Because of the success of the pilot study, the researchers decided to expand the reach and increase the number of participants. The resulting group of 263 participants strained the ability of facilitating and maintaining control over the activities of the HPS event and study. There was a maldistribution of nursing students in comparison to other health majors who participated. In addition, TBL is known to be most effective when students are in teams that meet over time, building relationships and interpersonal accountability.30 In the HPS, teams did not have time to form these bonds, other than the large group of nursing students attending who were cohort-friendly. Furthermore, the use of TBL in large groups has had varying levels of success because of faculty-student ratios and faculty ability to facilitate student participation within teams.32,35 In both the pilot and the 2015 studies, participants made a connection with local legislators; top proposals were presented and discussed in a forum setting. In fact, legislators requested proposal ideas to take back to the Virginia General Assembly to promote change in health care insurance coverage for Virginians.

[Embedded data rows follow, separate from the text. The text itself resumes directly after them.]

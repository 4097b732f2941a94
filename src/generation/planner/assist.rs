//! Model-backed planning steps: instruction analysis, section list proposal and the
//! structured plan. Each call is bounded by the plan timeout; callers treat every failure
//! as advisory.

use serde::Deserialize;
use std::time::Duration;

use crate::error::ApiError;
use crate::generation::plan::{InstructionAnalysis, PlanSection, StructPlanItem};
use crate::generation::planner::budget;
use crate::generation::planner::outline::parse_model_outline;
use crate::generation::prompts::{
    analysis_prompt, extract_json, outline_prompt, struct_plan_prompt, PLANNER_SYSTEM,
};
use crate::provider::{chat, CompletionOptions, ModelProviderClient};
use crate::text::sanitize::clean_section_title;
use crate::text::SectionToken;

const MAX_PLAN_POINTS: usize = 6;
const MAX_MEDIA_FLOOR: usize = 3;

#[derive(Debug, Deserialize)]
struct RawStructItem {
    section: String,
    #[serde(default)]
    target_chars: Option<usize>,
    #[serde(default)]
    key_points: Vec<String>,
    #[serde(default)]
    evidence_queries: Vec<String>,
    #[serde(default)]
    min_tables: usize,
    #[serde(default)]
    min_figures: usize,
}

pub struct PlanAssistant<'a> {
    client: &'a dyn ModelProviderClient,
    timeout: Duration,
    temperature: f32,
}

impl<'a> PlanAssistant<'a> {
    pub fn new(client: &'a dyn ModelProviderClient, timeout: Duration, temperature: f32) -> Self {
        Self {
            client,
            timeout,
            temperature,
        }
    }

    async fn ask(&self, user: &str) -> Result<String, ApiError> {
        let options = CompletionOptions::default().with_temperature(self.temperature);
        tokio::time::timeout(self.timeout, chat(self.client, PLANNER_SYSTEM, user, options))
            .await
            .map_err(|_| ApiError::GenerationTimeout(self.timeout))?
    }

    pub async fn analyze(&self, instruction: &str) -> Result<InstructionAnalysis, ApiError> {
        let reply = self.ask(&analysis_prompt(instruction)).await?;
        let json = extract_json(&reply)
            .ok_or_else(|| ApiError::ProviderError("analysis reply has no JSON".to_string()))?;
        serde_json::from_str(json)
            .map_err(|e| ApiError::ProviderError(format!("invalid analysis JSON: {}", e)))
    }

    pub async fn outline(&self, title: &str, instruction: &str) -> Result<Vec<SectionToken>, ApiError> {
        let reply = self.ask(&outline_prompt(title, instruction)).await?;
        let sections = parse_model_outline(&reply);
        if sections.is_empty() {
            return Err(ApiError::ProviderError(
                "model proposed no sections".to_string(),
            ));
        }
        Ok(sections)
    }

    pub async fn struct_plan(
        &self,
        title: &str,
        instruction: &str,
        sections: &[PlanSection],
        total: usize,
    ) -> Result<Vec<(usize, RawPlanEntry)>, ApiError> {
        let reply = self
            .ask(&struct_plan_prompt(title, instruction, sections, total))
            .await?;
        let json = extract_json(&reply)
            .ok_or_else(|| ApiError::ProviderError("structured plan has no JSON".to_string()))?;
        let items: Vec<RawStructItem> = serde_json::from_str(json)
            .map_err(|e| ApiError::ProviderError(format!("invalid structured plan: {}", e)))?;

        let matched: Vec<(usize, RawPlanEntry)> = items
            .into_iter()
            .filter_map(|item| {
                let key = clean_section_title(&item.section).to_lowercase();
                let idx = sections
                    .iter()
                    .position(|s| clean_section_title(s.title()).to_lowercase() == key)?;
                Some((idx, RawPlanEntry::from(item)))
            })
            .collect();
        if matched.is_empty() {
            return Err(ApiError::ProviderError(
                "structured plan matched no planned section".to_string(),
            ));
        }
        Ok(matched)
    }
}

/// Structured plan entry matched to a planned section.
#[derive(Debug, Clone)]
pub struct RawPlanEntry {
    pub target_chars: Option<usize>,
    pub key_points: Vec<String>,
    pub evidence_queries: Vec<String>,
    pub min_tables: usize,
    pub min_figures: usize,
}

fn clean_list(items: Vec<String>) -> Vec<String> {
    items
        .into_iter()
        .map(|s| s.trim().to_string())
        .filter(|s| !s.is_empty())
        .take(MAX_PLAN_POINTS)
        .collect()
}

impl From<RawStructItem> for RawPlanEntry {
    fn from(item: RawStructItem) -> Self {
        Self {
            target_chars: item.target_chars.filter(|t| *t > 0),
            key_points: clean_list(item.key_points),
            evidence_queries: clean_list(item.evidence_queries),
            min_tables: item.min_tables.min(MAX_MEDIA_FLOOR),
            min_figures: item.min_figures.min(MAX_MEDIA_FLOOR),
        }
    }
}

/// Merge matched entries into the heuristic plan. Proposed targets are rescaled to the
/// total when they deviate by more than 5%; media floors only ever rise.
pub fn apply_struct_plan(
    sections: &mut [PlanSection],
    entries: Vec<(usize, RawPlanEntry)>,
    total: usize,
) -> Vec<StructPlanItem> {
    let mut proposed: Vec<usize> = sections.iter().map(|s| s.target_chars).collect();
    let mut any_target = false;
    for (idx, entry) in &entries {
        if let Some(target) = entry.target_chars {
            proposed[*idx] = target;
            any_target = true;
        }
    }
    if any_target {
        let rescaled = budget::rescale(&proposed, total);
        for (section, share) in sections.iter_mut().zip(rescaled) {
            let (target, min, max) = budget::bounds(section.title(), share);
            section.target_chars = target;
            section.min_chars = min;
            section.max_chars = max;
        }
    }

    let mut published = Vec::with_capacity(entries.len());
    for (idx, entry) in entries {
        let section = &mut sections[idx];
        if !entry.key_points.is_empty() {
            section.key_points = entry.key_points;
        }
        if !entry.evidence_queries.is_empty() {
            section.evidence_queries = entry.evidence_queries;
        }
        if !section.is_reference() {
            section.min_tables = section.min_tables.max(entry.min_tables);
            section.min_figures = section.min_figures.max(entry.min_figures);
        }
        published.push(StructPlanItem {
            section: section.section.clone(),
            target_chars: Some(section.target_chars),
            key_points: section.key_points.clone(),
            evidence_queries: section.evidence_queries.clone(),
            min_tables: section.min_tables,
            min_figures: section.min_figures,
        });
    }
    published
}

#[cfg(test)]
mod tests {
    use super::*;
    use crate::provider::MockProvider;

    fn planned() -> Vec<PlanSection> {
        budget::allocate(
            &[
                SectionToken::h2("背景"),
                SectionToken::h2("方案"),
                SectionToken::h2("参考文献"),
            ],
            1000,
        )
    }

    #[tokio::test]
    async fn struct_plan_matches_titles_and_rescales() {
        let reply = r#"Plan:
[{"section": "1. 背景", "target_chars": 100, "key_points": ["现状", " "], "min_tables": 9},
 {"section": "方案", "target_chars": 300, "evidence_queries": ["best practice"]},
 {"section": "不存在", "target_chars": 5000}]"#;
        let mock = MockProvider::new("m", vec![Ok(reply.to_string())]);
        let assistant = PlanAssistant::new(&mock, Duration::from_secs(5), 0.2);
        let mut sections = planned();
        let entries = assistant
            .struct_plan("t", "i", &sections, 1000)
            .await
            .unwrap();
        assert_eq!(entries.len(), 2);

        let published = apply_struct_plan(&mut sections, entries, 1000);
        assert_eq!(published.len(), 2);
        assert_eq!(sections[0].key_points, vec!["现状".to_string()]);
        assert_eq!(sections[0].min_tables, 3);
        assert_eq!(sections[1].evidence_queries, vec!["best practice".to_string()]);
        let sum: usize = sections.iter().map(|s| s.target_chars).sum();
        assert!((950..=1050).contains(&sum), "sum was {}", sum);
    }

    #[tokio::test]
    async fn analysis_parses_embedded_json() {
        let mock = MockProvider::new(
            "m",
            vec![Ok("```json\n{\"topic\":\"供应链\",\"doc_type\":\"report\",\"keywords\":[\"库存\"]}\n```".to_string())],
        );
        let assistant = PlanAssistant::new(&mock, Duration::from_secs(5), 0.2);
        let analysis = assistant.analyze("写报告").await.unwrap();
        assert_eq!(analysis.topic, "供应链");
        assert_eq!(analysis.keywords, vec!["库存".to_string()]);
    }

    #[tokio::test]
    async fn failures_surface_as_errors() {
        let mock = MockProvider::new("m", vec![Err("down".to_string()), Ok("nothing".to_string())]);
        let assistant = PlanAssistant::new(&mock, Duration::from_secs(5), 0.2);
        assert!(assistant.analyze("x").await.is_err());
        assert!(assistant.analyze("x").await.is_err());
    }
}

Accrediting bodies and standards of educational practice mandate health policy education. A true deficit of research in the area of health policy advocacy education highlights a need for further studies to strengthen the generalizability of study findings; TBL is only one teaching strategy available, not representative of previous strategies. In addition, different health policy advocacy teaching strategies can be used to achieve the same effect.3,4 Study findings indicate that TBL has potential for success.
There were 2 noted study limitations. As with any self-reported tool, the risk of response bias exists. In this case, the participants could have reported a socially desirability response because of the interprofessional team-based activities and the potential for group expectations of improving political knowledge and engagement.36 In the 2015 study, the 263 participants completing the pre-PAI and 238 participants completing the post-PAI resulted in the use of independent t test statistic. This could have an effect on individual changes related to the group as a whole, as would normally be evaluated with a paired group test.33
The need for health policy advocacy education is clear; educators are challenged to find effective teaching methodologies to improve health profession students’ knowledge, skills, and engagement in health policy advocacy. The HPS incorporated interprofessional student TBL health policy advocacy activities using a team-based learning model. This was effective in improving student knowledge and engagement in health policy advocacy and increasing political astuteness. Improving collaborative interprofessional health policy advocacy may prove to enhance health care professionals’ likelihood of understanding and involvement. This has the potential to influence health policy in the future. Further research on TBL pedagogy’s influence on political astuteness and health policy advocacy will add evidence to this instructional model, increasing student knowledge and involvement in political advocacy to affect health policy.